Creativity is effort applied to problem-solving resulting in something that didn’t exist before. Creative play is anything that constructively enlivens your spirit while challenging your mind. While the brain helps organize the materials and the process, the mind/spirit supplies the energy and the daring and the questions necessary to find new answers.

 

Hobbies are also known as creative play. Think you don’t have time for a hobby? Find activities that are creatively productive but that add dimension to your writing as well. However, it is advisable to engage in creative play outside the writing world.
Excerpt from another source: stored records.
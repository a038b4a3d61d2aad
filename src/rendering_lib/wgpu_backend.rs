// src/rendering_lib/wgpu_backend.rs

use std::collections::HashMap;
use std::sync::{Arc, Mutex};

use wgpu::util::DeviceExt;
use winit::window::Window;

use super::backend::{
    BlendMode, BufferId, BufferKind, DrawCommand, Geometry, GpuBackend, ProgramDescriptor, ProgramId, TexelFormat,
    TextureDescriptor, TextureDimension, TextureId, Topology, VertexFormat,
};
use super::error::ResourceError;

struct GpuProgram {
    pipeline: wgpu::RenderPipeline,
    bind_group_layout: wgpu::BindGroupLayout,
    uniform_size: u64,
    texture: Option<TextureDimension>,
}

struct GpuBuffer {
    label: String,
    kind: BufferKind,
    raw: Option<wgpu::Buffer>,
    capacity: u64,
}

struct GpuTexture {
    descriptor: TextureDescriptor,
    raw: wgpu::Texture,
    view: wgpu::TextureView,
}

/// The surface texture and encoder of the frame being recorded.
struct Frame {
    output: wgpu::SurfaceTexture,
    view: wgpu::TextureView,
    encoder: wgpu::CommandEncoder,
    pending_clear: Option<wgpu::Color>,
}

/// `GpuBackend` on top of wgpu, drawing into a winit window's surface.
pub struct WgpuBackend {
    surface: wgpu::Surface<'static>,
    device: wgpu::Device,
    queue: wgpu::Queue,
    config: wgpu::SurfaceConfiguration,
    sampler: wgpu::Sampler,
    validation_error: Arc<Mutex<Option<String>>>,
    next_id: u32,
    programs: HashMap<ProgramId, GpuProgram>,
    buffers: HashMap<BufferId, GpuBuffer>,
    textures: HashMap<TextureId, GpuTexture>,
    staging: Vec<u8>,
    frame: Option<Frame>,
}

impl WgpuBackend {
    pub async fn new(window: Arc<Window>) -> Result<Self, ResourceError> {
        let size = window.inner_size();
        let instance = wgpu::Instance::new(wgpu::InstanceDescriptor::default());
        let surface = instance.create_surface(window).map_err(|e| ResourceError::Surface(e.to_string()))?;
        let adapter = instance
            .request_adapter(&wgpu::RequestAdapterOptions {
                power_preference: wgpu::PowerPreference::default(),
                compatible_surface: Some(&surface),
                force_fallback_adapter: false,
            })
            .await
            .ok_or(ResourceError::NoAdapter)?;
        let (device, queue) = adapter
            .request_device(
                &wgpu::DeviceDescriptor {
                    required_features: wgpu::Features::empty(),
                    required_limits: wgpu::Limits::default(),
                    label: Some("Tomogram Viewer Device"),
                },
                None,
            )
            .await
            .map_err(|e| ResourceError::DeviceRequest(e.to_string()))?;
        log::info!("Using adapter: {:?}", adapter.get_info().name);

        let validation_error = Arc::new(Mutex::new(None));
        let sink = validation_error.clone();
        device.on_uncaptured_error(Box::new(move |error| {
            log::error!("wgpu: {error}");
            if let Ok(mut slot) = sink.lock() {
                slot.get_or_insert_with(|| error.to_string());
            }
        }));

        let surface_caps = surface.get_capabilities(&adapter);
        let surface_format = surface_caps
            .formats
            .iter()
            .copied()
            .find(|f| f.is_srgb())
            .or_else(|| surface_caps.formats.first().copied())
            .ok_or_else(|| ResourceError::Surface("surface reports no formats".to_owned()))?;

        let config = wgpu::SurfaceConfiguration {
            usage: wgpu::TextureUsages::RENDER_ATTACHMENT,
            format: surface_format,
            width: size.width.max(1),
            height: size.height.max(1),
            present_mode: wgpu::PresentMode::Fifo,
            alpha_mode: surface_caps.alpha_modes.first().copied().unwrap_or(wgpu::CompositeAlphaMode::Auto),
            view_formats: vec![],
            desired_maximum_frame_latency: 2,
        };
        surface.configure(&device, &config);

        let sampler = device.create_sampler(&wgpu::SamplerDescriptor {
            label: Some("Volume Sampler"),
            address_mode_u: wgpu::AddressMode::ClampToEdge,
            address_mode_v: wgpu::AddressMode::ClampToEdge,
            address_mode_w: wgpu::AddressMode::ClampToEdge,
            mag_filter: wgpu::FilterMode::Linear,
            min_filter: wgpu::FilterMode::Linear,
            mipmap_filter: wgpu::FilterMode::Nearest,
            ..Default::default()
        });

        Ok(Self {
            surface,
            device,
            queue,
            config,
            sampler,
            validation_error,
            next_id: 1,
            programs: HashMap::new(),
            buffers: HashMap::new(),
            textures: HashMap::new(),
            staging: Vec::new(),
            frame: None,
        })
    }

    pub fn device(&self) -> &wgpu::Device {
        &self.device
    }

    pub fn queue(&self) -> &wgpu::Queue {
        &self.queue
    }

    pub fn surface_format(&self) -> wgpu::TextureFormat {
        self.config.format
    }

    pub fn resize(&mut self, width: u32, height: u32) {
        if width > 0 && height > 0 {
            self.config.width = width;
            self.config.height = height;
            self.surface.configure(&self.device, &self.config);
        }
    }

    /// Lets the caller record extra passes (e.g. UI) into the current frame,
    /// after everything drawn so far and before `flush`.
    pub fn overlay<F>(&mut self, record: F) -> Result<(), ResourceError>
    where
        F: FnOnce(&wgpu::Device, &wgpu::Queue, &mut wgpu::CommandEncoder, &wgpu::TextureView),
    {
        self.begin_frame()?;
        let Some(frame) = self.frame.as_mut() else {
            return Ok(());
        };
        apply_pending_clear(frame);
        record(&self.device, &self.queue, &mut frame.encoder, &frame.view);
        Ok(())
    }

    fn allocate_id(&mut self) -> u32 {
        let id = self.next_id;
        self.next_id += 1;
        id
    }

    fn take_validation_error(&self) -> Option<String> {
        self.validation_error.lock().ok().and_then(|mut slot| slot.take())
    }

    fn begin_frame(&mut self) -> Result<(), ResourceError> {
        if self.frame.is_some() {
            return Ok(());
        }
        let output = match self.surface.get_current_texture() {
            Ok(output) => output,
            Err(wgpu::SurfaceError::Lost | wgpu::SurfaceError::Outdated) => {
                self.surface.configure(&self.device, &self.config);
                return Err(ResourceError::Surface("surface lost, reconfigured".to_owned()));
            }
            Err(e) => return Err(ResourceError::Surface(e.to_string())),
        };
        let view = output.texture.create_view(&wgpu::TextureViewDescriptor::default());
        let encoder = self
            .device
            .create_command_encoder(&wgpu::CommandEncoderDescriptor { label: Some("Frame Command Encoder") });
        self.frame = Some(Frame { output, view, encoder, pending_clear: None });
        Ok(())
    }
}

fn apply_pending_clear(frame: &mut Frame) {
    if let Some(color) = frame.pending_clear.take() {
        frame.encoder.begin_render_pass(&wgpu::RenderPassDescriptor {
            label: Some("Clear Pass"),
            color_attachments: &[Some(wgpu::RenderPassColorAttachment {
                view: &frame.view,
                resolve_target: None,
                ops: wgpu::Operations { load: wgpu::LoadOp::Clear(color), store: wgpu::StoreOp::Store },
            })],
            depth_stencil_attachment: None,
            occlusion_query_set: None,
            timestamp_writes: None,
        });
    }
}

fn vertex_format(format: VertexFormat) -> wgpu::VertexFormat {
    match format {
        VertexFormat::Float32x2 => wgpu::VertexFormat::Float32x2,
        VertexFormat::Float32x3 => wgpu::VertexFormat::Float32x3,
        VertexFormat::Unorm8x4 => wgpu::VertexFormat::Unorm8x4,
    }
}

fn view_dimension(dimension: TextureDimension) -> wgpu::TextureViewDimension {
    match dimension {
        TextureDimension::D2 => wgpu::TextureViewDimension::D2,
        TextureDimension::D3 => wgpu::TextureViewDimension::D3,
    }
}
Perhaps you will see how writing is connected, even foundational, to all the arts in some way.

 

Creative Play Tips

 

  1. Collage: Spend no more than 3 hours creating a collage from magazine cut-outs that relates to some aspect of your current writing project.
  2. Letters: Write a letter, poem, or journal entry as one of the characters from your current work-in-progress.
  3. Positive Affirmations: Use index cards and create a set of positive affirmation cards for yourself that encourage you to stay on task, finish a certain number pages, send queries, etc. Carry one per day in your pocket.
  4. Scrapbook: Create a scrapbook page about some honor or goal for your writing. Put a picture of yourself writing on the page and state the honor/goal.
  5. Contact me: Write a letter to me.
  6. Connect: Attend a writing conference.
  7. View Art: See a play, art exhibit, or a movie.
  8. Exercise & Write: Take a walk with a small notepad and pen. Stop and make notes about anything that pops into your mind.
  9. Gaming the Old Fashioned Way: Play cards or a board game with family and friends.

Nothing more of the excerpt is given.